**Assignment**
Give back a single figure: the number of lines in the entries below that contain "ComparisonResult".

• • • •

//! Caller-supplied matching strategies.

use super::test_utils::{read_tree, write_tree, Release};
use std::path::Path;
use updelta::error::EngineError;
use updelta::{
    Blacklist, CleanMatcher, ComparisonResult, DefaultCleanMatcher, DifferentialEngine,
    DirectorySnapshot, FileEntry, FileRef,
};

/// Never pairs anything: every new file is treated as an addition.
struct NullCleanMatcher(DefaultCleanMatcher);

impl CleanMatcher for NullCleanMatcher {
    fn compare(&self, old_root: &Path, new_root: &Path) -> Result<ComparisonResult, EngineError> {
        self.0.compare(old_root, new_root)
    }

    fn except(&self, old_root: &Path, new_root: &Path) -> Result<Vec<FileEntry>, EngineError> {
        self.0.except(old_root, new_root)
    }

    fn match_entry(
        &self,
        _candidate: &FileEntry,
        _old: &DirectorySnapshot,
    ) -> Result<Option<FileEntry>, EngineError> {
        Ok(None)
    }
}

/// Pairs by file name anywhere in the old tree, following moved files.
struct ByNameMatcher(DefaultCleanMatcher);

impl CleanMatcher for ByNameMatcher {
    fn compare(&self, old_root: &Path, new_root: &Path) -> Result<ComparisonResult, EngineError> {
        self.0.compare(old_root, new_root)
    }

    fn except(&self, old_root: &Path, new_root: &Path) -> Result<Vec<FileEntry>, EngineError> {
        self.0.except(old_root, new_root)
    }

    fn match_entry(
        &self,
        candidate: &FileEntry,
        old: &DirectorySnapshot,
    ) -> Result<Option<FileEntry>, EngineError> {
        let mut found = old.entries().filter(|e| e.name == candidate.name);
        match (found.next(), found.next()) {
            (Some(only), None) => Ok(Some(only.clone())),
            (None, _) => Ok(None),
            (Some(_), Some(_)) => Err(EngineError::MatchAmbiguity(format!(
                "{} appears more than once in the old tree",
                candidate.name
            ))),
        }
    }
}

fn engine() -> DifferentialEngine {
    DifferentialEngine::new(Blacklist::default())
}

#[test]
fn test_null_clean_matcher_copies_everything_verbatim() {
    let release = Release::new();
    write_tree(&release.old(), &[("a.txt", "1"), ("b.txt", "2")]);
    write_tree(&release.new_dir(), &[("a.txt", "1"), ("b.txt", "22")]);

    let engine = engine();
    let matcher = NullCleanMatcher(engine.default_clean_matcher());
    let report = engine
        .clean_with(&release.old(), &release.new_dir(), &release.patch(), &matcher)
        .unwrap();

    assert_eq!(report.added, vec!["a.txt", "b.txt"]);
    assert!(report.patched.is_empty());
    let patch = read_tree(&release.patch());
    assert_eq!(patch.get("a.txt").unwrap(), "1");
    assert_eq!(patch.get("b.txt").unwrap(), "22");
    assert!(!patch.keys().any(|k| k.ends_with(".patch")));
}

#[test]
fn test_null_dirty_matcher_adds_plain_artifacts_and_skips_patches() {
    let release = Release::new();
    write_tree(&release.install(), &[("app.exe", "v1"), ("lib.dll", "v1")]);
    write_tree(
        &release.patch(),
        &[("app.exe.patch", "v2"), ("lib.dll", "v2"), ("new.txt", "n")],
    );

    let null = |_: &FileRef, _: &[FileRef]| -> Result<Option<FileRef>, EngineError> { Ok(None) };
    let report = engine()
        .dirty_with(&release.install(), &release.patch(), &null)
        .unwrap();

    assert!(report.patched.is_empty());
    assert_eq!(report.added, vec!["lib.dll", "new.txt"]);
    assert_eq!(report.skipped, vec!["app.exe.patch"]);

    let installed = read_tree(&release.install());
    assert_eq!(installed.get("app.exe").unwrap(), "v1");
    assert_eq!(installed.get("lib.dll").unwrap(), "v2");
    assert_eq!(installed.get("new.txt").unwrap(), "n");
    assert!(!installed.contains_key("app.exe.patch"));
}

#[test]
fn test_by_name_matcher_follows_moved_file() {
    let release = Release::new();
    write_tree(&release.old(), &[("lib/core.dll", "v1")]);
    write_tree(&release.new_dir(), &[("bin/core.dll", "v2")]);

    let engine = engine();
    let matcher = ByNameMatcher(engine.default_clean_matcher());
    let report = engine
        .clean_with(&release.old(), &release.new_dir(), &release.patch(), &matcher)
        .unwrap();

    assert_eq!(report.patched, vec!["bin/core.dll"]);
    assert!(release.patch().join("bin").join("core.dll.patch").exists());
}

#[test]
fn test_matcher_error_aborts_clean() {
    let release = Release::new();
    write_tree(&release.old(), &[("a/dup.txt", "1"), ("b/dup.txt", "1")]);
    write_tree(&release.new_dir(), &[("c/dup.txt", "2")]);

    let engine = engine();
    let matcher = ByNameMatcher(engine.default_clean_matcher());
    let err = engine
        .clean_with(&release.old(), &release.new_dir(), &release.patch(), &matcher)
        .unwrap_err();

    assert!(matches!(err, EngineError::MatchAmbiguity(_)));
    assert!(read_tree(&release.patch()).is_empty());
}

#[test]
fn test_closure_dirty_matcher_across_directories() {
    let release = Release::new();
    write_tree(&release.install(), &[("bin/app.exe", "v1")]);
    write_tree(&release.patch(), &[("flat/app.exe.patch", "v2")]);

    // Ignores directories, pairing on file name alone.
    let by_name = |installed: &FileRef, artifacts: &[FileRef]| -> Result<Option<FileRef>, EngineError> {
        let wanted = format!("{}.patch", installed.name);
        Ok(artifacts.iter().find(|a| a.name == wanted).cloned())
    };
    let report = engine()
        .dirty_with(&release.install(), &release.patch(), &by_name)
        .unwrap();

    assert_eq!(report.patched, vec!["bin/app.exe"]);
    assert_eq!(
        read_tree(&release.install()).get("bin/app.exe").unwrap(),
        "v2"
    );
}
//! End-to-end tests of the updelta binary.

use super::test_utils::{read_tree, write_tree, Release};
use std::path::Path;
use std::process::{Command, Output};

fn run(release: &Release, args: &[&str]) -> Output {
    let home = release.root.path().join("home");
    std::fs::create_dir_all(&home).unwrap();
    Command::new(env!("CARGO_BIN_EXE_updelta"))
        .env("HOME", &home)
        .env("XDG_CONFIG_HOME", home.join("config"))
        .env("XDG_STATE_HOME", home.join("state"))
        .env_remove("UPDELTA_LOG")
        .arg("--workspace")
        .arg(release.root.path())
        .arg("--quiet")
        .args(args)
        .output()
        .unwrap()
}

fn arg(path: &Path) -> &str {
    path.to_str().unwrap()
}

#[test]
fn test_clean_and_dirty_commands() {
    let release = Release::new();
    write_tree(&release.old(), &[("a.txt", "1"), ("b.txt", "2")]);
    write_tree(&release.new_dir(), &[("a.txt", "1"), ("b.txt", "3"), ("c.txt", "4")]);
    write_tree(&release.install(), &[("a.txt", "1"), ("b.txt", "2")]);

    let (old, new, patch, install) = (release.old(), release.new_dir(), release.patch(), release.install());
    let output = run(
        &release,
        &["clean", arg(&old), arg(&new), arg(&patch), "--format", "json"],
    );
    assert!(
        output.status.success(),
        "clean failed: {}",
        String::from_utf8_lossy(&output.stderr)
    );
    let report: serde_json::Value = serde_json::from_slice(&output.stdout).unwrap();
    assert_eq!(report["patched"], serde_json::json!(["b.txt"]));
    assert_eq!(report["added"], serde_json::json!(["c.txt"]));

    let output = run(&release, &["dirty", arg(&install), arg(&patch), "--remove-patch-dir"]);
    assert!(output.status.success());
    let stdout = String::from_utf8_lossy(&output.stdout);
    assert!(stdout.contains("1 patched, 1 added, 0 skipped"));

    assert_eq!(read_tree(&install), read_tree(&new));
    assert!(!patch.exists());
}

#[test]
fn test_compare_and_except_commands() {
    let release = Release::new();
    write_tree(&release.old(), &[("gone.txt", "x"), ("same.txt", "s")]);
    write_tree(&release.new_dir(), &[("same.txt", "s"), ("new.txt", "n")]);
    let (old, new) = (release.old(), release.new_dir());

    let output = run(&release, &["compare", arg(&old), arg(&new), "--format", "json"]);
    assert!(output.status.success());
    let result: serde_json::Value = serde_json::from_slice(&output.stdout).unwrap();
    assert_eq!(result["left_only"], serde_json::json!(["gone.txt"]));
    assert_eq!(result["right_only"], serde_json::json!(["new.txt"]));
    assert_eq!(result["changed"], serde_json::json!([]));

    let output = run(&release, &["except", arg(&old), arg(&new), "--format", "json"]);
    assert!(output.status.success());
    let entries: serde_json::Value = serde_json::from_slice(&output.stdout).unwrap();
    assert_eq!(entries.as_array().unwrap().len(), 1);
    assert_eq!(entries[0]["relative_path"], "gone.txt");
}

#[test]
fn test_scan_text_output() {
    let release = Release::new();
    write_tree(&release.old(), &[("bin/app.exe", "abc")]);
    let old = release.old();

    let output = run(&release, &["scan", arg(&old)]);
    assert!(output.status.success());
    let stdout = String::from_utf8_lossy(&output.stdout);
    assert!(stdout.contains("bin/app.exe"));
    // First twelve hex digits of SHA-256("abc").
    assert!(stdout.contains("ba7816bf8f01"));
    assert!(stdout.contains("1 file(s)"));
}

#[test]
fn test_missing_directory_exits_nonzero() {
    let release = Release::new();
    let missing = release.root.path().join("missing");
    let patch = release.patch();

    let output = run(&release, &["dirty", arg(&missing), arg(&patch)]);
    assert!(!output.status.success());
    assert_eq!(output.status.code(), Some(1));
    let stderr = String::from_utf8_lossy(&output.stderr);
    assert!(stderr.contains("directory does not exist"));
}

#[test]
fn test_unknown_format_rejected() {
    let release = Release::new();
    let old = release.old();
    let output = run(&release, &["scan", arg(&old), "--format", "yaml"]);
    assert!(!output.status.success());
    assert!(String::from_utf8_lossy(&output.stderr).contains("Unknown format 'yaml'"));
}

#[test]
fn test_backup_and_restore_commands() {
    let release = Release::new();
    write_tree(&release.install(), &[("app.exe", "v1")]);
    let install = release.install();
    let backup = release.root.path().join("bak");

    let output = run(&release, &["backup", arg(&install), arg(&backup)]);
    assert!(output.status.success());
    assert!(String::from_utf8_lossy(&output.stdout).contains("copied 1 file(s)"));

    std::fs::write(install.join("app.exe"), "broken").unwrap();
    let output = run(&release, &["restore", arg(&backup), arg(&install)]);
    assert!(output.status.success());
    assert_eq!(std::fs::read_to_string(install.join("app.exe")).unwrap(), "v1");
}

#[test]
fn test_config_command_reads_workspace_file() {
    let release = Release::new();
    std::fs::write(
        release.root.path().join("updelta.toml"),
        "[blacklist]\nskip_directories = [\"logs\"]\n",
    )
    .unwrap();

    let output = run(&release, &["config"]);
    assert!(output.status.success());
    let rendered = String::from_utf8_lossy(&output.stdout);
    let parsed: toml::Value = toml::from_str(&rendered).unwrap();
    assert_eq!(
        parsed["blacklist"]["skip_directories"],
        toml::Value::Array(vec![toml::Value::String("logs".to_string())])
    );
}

• • • •

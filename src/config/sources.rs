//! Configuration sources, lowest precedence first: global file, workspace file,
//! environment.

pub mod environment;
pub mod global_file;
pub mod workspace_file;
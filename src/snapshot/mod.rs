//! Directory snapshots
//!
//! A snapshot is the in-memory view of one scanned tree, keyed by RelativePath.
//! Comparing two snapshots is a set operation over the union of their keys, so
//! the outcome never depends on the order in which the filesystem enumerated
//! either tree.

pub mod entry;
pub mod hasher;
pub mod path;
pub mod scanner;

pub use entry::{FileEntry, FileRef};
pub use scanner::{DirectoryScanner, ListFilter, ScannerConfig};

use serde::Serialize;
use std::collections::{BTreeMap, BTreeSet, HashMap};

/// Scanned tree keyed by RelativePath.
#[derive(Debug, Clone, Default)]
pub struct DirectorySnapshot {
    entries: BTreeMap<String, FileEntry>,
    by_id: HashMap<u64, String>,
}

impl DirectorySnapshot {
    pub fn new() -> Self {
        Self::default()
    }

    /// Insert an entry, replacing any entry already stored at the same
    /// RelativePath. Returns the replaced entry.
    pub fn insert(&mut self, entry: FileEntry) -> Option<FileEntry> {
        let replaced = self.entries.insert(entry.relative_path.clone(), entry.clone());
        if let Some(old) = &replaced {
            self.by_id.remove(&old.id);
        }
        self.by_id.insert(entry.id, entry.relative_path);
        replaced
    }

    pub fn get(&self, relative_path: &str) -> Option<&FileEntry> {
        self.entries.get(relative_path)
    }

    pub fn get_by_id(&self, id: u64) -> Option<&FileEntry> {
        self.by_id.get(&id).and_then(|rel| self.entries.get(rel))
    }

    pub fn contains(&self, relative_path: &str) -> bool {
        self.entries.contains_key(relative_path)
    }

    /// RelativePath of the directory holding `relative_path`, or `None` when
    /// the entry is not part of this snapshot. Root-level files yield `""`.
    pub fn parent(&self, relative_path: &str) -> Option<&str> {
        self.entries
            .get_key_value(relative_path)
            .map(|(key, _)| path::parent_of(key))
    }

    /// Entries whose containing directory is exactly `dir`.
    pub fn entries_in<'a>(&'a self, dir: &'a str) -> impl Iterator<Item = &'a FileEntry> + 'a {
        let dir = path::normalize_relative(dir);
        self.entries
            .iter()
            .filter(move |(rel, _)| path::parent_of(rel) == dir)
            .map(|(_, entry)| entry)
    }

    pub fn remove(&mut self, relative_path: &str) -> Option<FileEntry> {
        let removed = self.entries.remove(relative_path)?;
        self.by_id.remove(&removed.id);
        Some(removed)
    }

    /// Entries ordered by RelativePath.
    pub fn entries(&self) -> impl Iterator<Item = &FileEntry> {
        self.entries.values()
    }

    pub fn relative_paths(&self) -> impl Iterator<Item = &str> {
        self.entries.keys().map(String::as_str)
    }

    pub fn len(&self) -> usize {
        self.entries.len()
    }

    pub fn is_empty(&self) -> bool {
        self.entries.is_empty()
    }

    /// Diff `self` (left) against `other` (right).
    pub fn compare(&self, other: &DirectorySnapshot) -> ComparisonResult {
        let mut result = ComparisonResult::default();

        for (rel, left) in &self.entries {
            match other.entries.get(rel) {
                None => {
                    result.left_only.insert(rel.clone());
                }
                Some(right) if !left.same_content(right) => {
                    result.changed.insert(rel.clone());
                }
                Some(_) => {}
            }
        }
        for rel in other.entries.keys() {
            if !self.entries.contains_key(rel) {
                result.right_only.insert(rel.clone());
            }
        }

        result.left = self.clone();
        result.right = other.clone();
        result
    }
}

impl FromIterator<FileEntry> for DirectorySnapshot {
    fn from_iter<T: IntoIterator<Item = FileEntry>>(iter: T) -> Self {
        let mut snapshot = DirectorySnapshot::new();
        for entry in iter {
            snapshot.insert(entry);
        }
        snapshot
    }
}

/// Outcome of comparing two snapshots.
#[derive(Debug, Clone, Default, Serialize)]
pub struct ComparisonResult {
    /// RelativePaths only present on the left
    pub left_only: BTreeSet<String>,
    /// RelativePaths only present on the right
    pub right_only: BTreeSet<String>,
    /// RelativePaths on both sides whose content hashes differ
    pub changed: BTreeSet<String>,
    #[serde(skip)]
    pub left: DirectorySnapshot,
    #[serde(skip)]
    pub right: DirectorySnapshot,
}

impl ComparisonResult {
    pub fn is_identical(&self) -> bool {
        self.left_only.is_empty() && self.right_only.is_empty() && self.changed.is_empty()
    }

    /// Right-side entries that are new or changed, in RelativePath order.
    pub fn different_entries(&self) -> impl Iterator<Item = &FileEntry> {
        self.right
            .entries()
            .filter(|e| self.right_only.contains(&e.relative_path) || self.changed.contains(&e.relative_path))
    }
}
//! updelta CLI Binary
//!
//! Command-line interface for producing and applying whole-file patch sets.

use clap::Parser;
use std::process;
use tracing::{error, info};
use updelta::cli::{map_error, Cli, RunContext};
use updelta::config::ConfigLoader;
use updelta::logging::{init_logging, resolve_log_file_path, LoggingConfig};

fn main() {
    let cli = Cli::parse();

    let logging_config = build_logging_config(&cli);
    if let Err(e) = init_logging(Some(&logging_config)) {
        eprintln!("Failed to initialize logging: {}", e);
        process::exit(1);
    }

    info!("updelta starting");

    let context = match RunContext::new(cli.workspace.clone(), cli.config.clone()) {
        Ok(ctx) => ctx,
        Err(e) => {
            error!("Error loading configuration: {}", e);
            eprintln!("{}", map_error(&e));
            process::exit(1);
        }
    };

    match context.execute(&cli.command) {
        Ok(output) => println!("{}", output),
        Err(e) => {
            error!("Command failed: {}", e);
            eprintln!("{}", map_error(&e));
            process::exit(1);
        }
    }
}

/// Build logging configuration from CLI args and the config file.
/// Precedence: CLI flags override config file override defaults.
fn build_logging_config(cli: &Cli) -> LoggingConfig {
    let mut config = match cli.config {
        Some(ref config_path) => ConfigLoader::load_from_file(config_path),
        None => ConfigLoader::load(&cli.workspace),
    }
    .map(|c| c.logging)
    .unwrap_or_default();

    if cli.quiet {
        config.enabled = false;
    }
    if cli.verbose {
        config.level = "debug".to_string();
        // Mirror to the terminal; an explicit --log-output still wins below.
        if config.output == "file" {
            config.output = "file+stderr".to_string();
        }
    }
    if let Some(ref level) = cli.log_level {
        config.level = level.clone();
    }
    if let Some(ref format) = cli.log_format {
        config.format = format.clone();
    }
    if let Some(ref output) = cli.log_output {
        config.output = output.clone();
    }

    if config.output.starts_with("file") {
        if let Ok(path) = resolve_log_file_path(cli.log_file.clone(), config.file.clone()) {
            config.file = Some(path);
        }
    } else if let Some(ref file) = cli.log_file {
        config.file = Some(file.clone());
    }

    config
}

• • • •

**Response to this task**
7